Why is MJPEG video-only when other "MPEG" formats carry sound?

MJPEG is unrelated to formats like MPEG-1 or H.264 despite the similar name. It simply applies the JPEG still-image standard to each frame so footage stays frame-independent and easy to edit, and it was never designed as a combined audio-video format. Because there is also no single official Motion JPEG specification, whether a file has sound at all depends entirely on the container — for RTP streaming, for example, the payload is defined by RFC 2435, which describes JPEG-compressed video only.

What does the Compression level slider do for FLAC?

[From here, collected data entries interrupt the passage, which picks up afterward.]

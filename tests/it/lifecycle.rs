//! Start/stop semantics: idempotence, poll cancellation and drain
//! deadlines.

use std::time::Duration;

use queuepump::{service::InMemoryService, Event, QueueError, StopMode};

use crate::{collect_messages, consumer_on, next_matching};

/// Two `start` calls run one loop.
#[tokio::test(start_paused = true)]
async fn start_is_idempotent() {
    let (service, queue_url) = InMemoryService::with_queue("q");
    service.seed(&queue_url, ["solo"]);

    let consumer = consumer_on(&service, &queue_url, |_| {}).await;
    let mut events = consumer.events();
    consumer.start().await.unwrap();
    consumer.start().await.unwrap();

    collect_messages(&mut events, 1).await;
    tokio::time::sleep(Duration::from_millis(100)).await;
    assert_eq!(service.received_batches(), vec![1]);
}

/// A hard stop with nothing in flight cancels the poll on the wire and
/// resolves drained immediately.
#[tokio::test(start_paused = true)]
async fn hard_stop_cancels_the_active_poll() {
    let (service, queue_url) = InMemoryService::with_queue("q");

    let consumer = consumer_on(&service, &queue_url, |cfg| {
        cfg.receive_wait_time = Duration::from_secs(5);
    })
    .await;
    let mut events = consumer.events();
    consumer.start().await.unwrap();

    // Give the long poll time to get on the wire.
    tokio::time::sleep(Duration::from_millis(50)).await;

    let start = tokio::time::Instant::now();
    assert!(
        consumer
            .stop(StopMode::hard().drain_deadline(Duration::from_secs(1)))
            .await
    );
    assert!(start.elapsed() < Duration::from_secs(1));
    next_matching(&mut events, |e| matches!(e, Event::PollAborted)).await;
}

/// A stop with one message in flight drains once that message is deleted
/// before the deadline.
#[tokio::test(start_paused = true)]
async fn stop_drains_when_messages_are_acknowledged_in_time() {
    let (service, queue_url) = InMemoryService::with_queue("q");
    service.seed(&queue_url, ["pending"]);

    let consumer = consumer_on(&service, &queue_url, |_| {}).await;
    let mut events = consumer.events();
    consumer.start().await.unwrap();
    let messages = collect_messages(&mut events, 1).await;

    let stopper = tokio::spawn({
        let consumer = consumer.clone();
        async move {
            consumer
                .stop(StopMode::hard().drain_deadline(Duration::from_millis(500)))
                .await
        }
    });
    tokio::time::sleep(Duration::from_millis(100)).await;

    let _ = consumer.delete_message(&messages[0]);
    assert!(stopper.await.unwrap());
    next_matching(&mut events, |e| matches!(e, Event::Drained)).await;
}

/// A drain that misses its deadline resolves `false`, and a late
/// acknowledgement does not upgrade the verdict.
#[tokio::test(start_paused = true)]
async fn missed_drain_deadline_resolves_false_once() {
    let (service, queue_url) = InMemoryService::with_queue("q");
    service.seed(&queue_url, ["stuck"]);

    let consumer = consumer_on(&service, &queue_url, |_| {}).await;
    let mut events = consumer.events();
    consumer.start().await.unwrap();
    let messages = collect_messages(&mut events, 1).await;

    let start = tokio::time::Instant::now();
    let drained = consumer
        .stop(StopMode::hard().drain_deadline(Duration::from_millis(200)))
        .await;
    assert!(!drained);
    assert!(start.elapsed() >= Duration::from_millis(200));

    // The late acknowledgement drains the engine, which a fresh stop call
    // confirms, but the first verdict stands.
    let _ = consumer.delete_message(&messages[0]);
    next_matching(&mut events, |e| matches!(e, Event::Drained)).await;
    assert!(consumer.stop(StopMode::hard()).await);
}

/// Stopping twice cancels at most one poll.
#[tokio::test(start_paused = true)]
async fn stop_is_idempotent() {
    let (service, queue_url) = InMemoryService::with_queue("q");

    let consumer = consumer_on(&service, &queue_url, |cfg| {
        cfg.receive_wait_time = Duration::from_secs(5);
    })
    .await;
    let mut events = consumer.events();
    consumer.start().await.unwrap();
    tokio::time::sleep(Duration::from_millis(50)).await;

    assert!(consumer.stop(StopMode::hard()).await);
    assert!(consumer.stop(StopMode::hard()).await);

    tokio::time::sleep(Duration::from_millis(50)).await;
    let mut aborts = 0;
    while let Some(event) = events.try_next() {
        if matches!(event, Event::PollAborted) {
            aborts += 1;
        }
    }
    assert_eq!(aborts, 1);
}

/// A stopped consumer refuses to start again.
#[tokio::test(start_paused = true)]
async fn start_after_stop_is_refused() {
    let (service, queue_url) = InMemoryService::with_queue("q");

    let consumer = consumer_on(&service, &queue_url, |_| {}).await;
    consumer.start().await.unwrap();
    assert!(consumer.stop(StopMode::hard()).await);

    assert!(matches!(consumer.start().await, Err(QueueError::Stopped)));
}

/// Stopping a consumer that never started reports a clean drain.
#[tokio::test(start_paused = true)]
async fn stop_before_start_resolves_immediately() {
    let (service, queue_url) = InMemoryService::with_queue("q");
    let consumer = consumer_on(&service, &queue_url, |_| {}).await;
    assert!(consumer.stop(StopMode::soft()).await);
}

/// A failing queue-name lookup rejects the first start but leaves the
/// consumer startable once the queue exists.
#[tokio::test(start_paused = true)]
async fn failed_resolution_rejects_start() {
    let service = InMemoryService::new();

    let mut cfg = queuepump::Config {
        queue_name: Some("not-yet".to_owned()),
        receive_wait_time: Duration::from_millis(50),
        ..queuepump::Config::default()
    };
    cfg.idle_poll_interval = Duration::from_millis(10);
    let consumer = queuepump::Consumer::builder(cfg)
        .service(service.clone())
        .build()
        .await
        .unwrap();

    assert!(consumer.start().await.is_err());

    let queue_url = service.add_queue("not-yet", Duration::from_secs(30));
    service.seed(&queue_url, ["finally"]);
    let mut events = consumer.events();
    consumer.start().await.unwrap();
    let messages = collect_messages(&mut events, 1).await;
    assert_eq!(messages[0].body(), "finally");
}

/// Releasing a message frees its slot and puts it straight back on the
/// queue.
#[tokio::test(start_paused = true)]
async fn released_messages_redeliver_immediately() {
    let (service, queue_url) = InMemoryService::with_queue("q");
    service.seed(&queue_url, ["bounce"]);

    let consumer = consumer_on(&service, &queue_url, |_| {}).await;
    let mut events = consumer.events();
    consumer.start().await.unwrap();

    let first = collect_messages(&mut events, 1).await;
    assert_eq!(first[0].receive_count(), 1);
    consumer.release_message(&first[0]).await.unwrap();

    let again = collect_messages(&mut events, 1).await;
    assert_eq!(again[0].body(), "bounce");
    assert_eq!(again[0].receive_count(), 2);
}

It only changes how hard the encoder works to shrink the file — not the audio quality, which is lossless at every setting. In our testing, a higher level on the 1–12 slider produces a smaller FLAC and a slower encode, while a lower number finishes faster but leaves a slightly larger file. The decoded samples are bit-for-bit identical wherever you set it, so when in doubt leave it at the default.

What happens to my uploaded file after conversion?

Your file is uploaded over an encrypted connection and processed on our servers, then deleted automatically a few hours after conversion. There is no sign-up, no watermark, and files are never shared or made public. The main practical limit on a very large MJPEG file is upload size and time, not your device.